Stored items

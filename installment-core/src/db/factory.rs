use std::collections::HashMap;

use super::file::FileRepository;
use super::memory::MemoryRepository;
use super::repository::{RepositoryError, SimulationRepository};

/// Key under which the simulation history is stored unless configured
/// otherwise.
pub const DEFAULT_NAMESPACE: &str = "nubank-calculator-storage";

/// Backend-agnostic storage configuration.
///
/// `backend` must match the [`RepositoryFactory::backend_name`] of a
/// registered factory.  `connection_string` is passed through to that
/// factory unchanged; its meaning is entirely backend-specific.
///
/// | backend    | connection_string examples          |
/// |------------|-------------------------------------|
/// | `memory`   | ignored                             |
/// | `file`     | `./data`, `/var/lib/calc`           |
/// | `sqlite`   | `simulations.db`, `:memory:`        |
#[derive(Debug, Clone, PartialEq, Eq)]
pub struct DbConfig {
    /// Lowercase identifier matching a registered factory (e.g. `"file"`).
    pub backend: String,
    /// Opaque value forwarded to the factory's `create` method.
    pub connection_string: String,
    /// Key of the slot holding the collection inside the backend.
    pub namespace: String,
}

impl Default for DbConfig {
    fn default() -> Self {
        Self {
            backend: "memory".to_string(),
            connection_string: String::new(),
            namespace: DEFAULT_NAMESPACE.to_string(),
        }
    }
}

/// One implementation per storage backend.  Each backend exports a single
/// unit struct that implements this trait and is registered with a
/// [`RepositoryRegistry`] at startup.
pub trait RepositoryFactory: Send + Sync {
    /// Unique, lowercase identifier for this backend.
    fn backend_name(&self) -> &'static str;

    /// Open (or create) the backing store and return a ready-to-use
    /// repository.
    fn create(
        &self,
        config: &DbConfig,
    ) -> Result<Box<dyn SimulationRepository>, RepositoryError>;
}

/// [`RepositoryFactory`] for the in-process [`MemoryRepository`].
pub struct MemoryRepositoryFactory;

impl RepositoryFactory for MemoryRepositoryFactory {
    fn backend_name(&self) -> &'static str {
        "memory"
    }

    fn create(
        &self,
        _config: &DbConfig,
    ) -> Result<Box<dyn SimulationRepository>, RepositoryError> {
        Ok(Box::new(MemoryRepository::new()))
    }
}

/// [`RepositoryFactory`] for [`FileRepository`]; `connection_string` is the
/// directory holding the payload file.
pub struct FileRepositoryFactory;

impl RepositoryFactory for FileRepositoryFactory {
    fn backend_name(&self) -> &'static str {
        "file"
    }

    fn create(
        &self,
        config: &DbConfig,
    ) -> Result<Box<dyn SimulationRepository>, RepositoryError> {
        if config.connection_string.trim().is_empty() {
            return Err(RepositoryError::Configuration(
                "file backend needs a directory as connection string".to_string(),
            ));
        }
        Ok(Box::new(FileRepository::new(
            &config.connection_string,
            &config.namespace,
        )))
    }
}

/// Registry of [`RepositoryFactory`] instances, keyed by backend name.
///
/// Typical lifetime:
/// 1. Create with `RepositoryRegistry::with_builtin_backends()`.
/// 2. Call `register` once per additional backend.
/// 3. Call `create` whenever a new repository is needed.
pub struct RepositoryRegistry {
    factories: HashMap<&'static str, Box<dyn RepositoryFactory>>,
}

impl RepositoryRegistry {
    /// Create an empty registry.
    pub fn new() -> Self {
        Self {
            factories: HashMap::new(),
        }
    }

    /// Create a registry with the `memory` and `file` backends that ship with
    /// this crate.
    pub fn with_builtin_backends() -> Self {
        let mut registry = Self::new();
        registry.register(Box::new(MemoryRepositoryFactory));
        registry.register(Box::new(FileRepositoryFactory));
        registry
    }

    /// Register a backend factory.
    ///
    /// If a factory with the same [`RepositoryFactory::backend_name`] is
    /// already present it is silently replaced.
    pub fn register(
        &mut self,
        factory: Box<dyn RepositoryFactory>,
    ) {
        self.factories.insert(factory.backend_name(), factory);
    }

    /// Names of every registered backend, sorted alphabetically.
    pub fn available_backends(&self) -> Vec<&'static str> {
        let mut names: Vec<_> = self.factories.keys().copied().collect();
        names.sort_unstable();
        names
    }

    /// Dispatch to the factory that matches `config.backend` and return
    /// the repository it produces.
    ///
    /// # Errors
    /// * [`RepositoryError::Configuration`]: no factory is registered for
    ///   the requested backend name.
    /// * Any error the chosen factory itself returns.
    pub fn create(
        &self,
        config: &DbConfig,
    ) -> Result<Box<dyn SimulationRepository>, RepositoryError> {
        let factory = self
            .factories
            .get(config.backend.as_str())
            .ok_or_else(|| {
                RepositoryError::Configuration(format!(
                    "unknown backend '{}'; available: {:?}",
                    config.backend,
                    self.available_backends()
                ))
            })?;

        factory.create(config)
    }
}

impl Default for RepositoryRegistry {
    fn default() -> Self {
        Self::new()
    }
}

The task - From the entries above, return each line with the word "holding" in it.

Answer for the task -
    /// Key of the slot holding the collection inside the backend.
/// directory holding the payload file.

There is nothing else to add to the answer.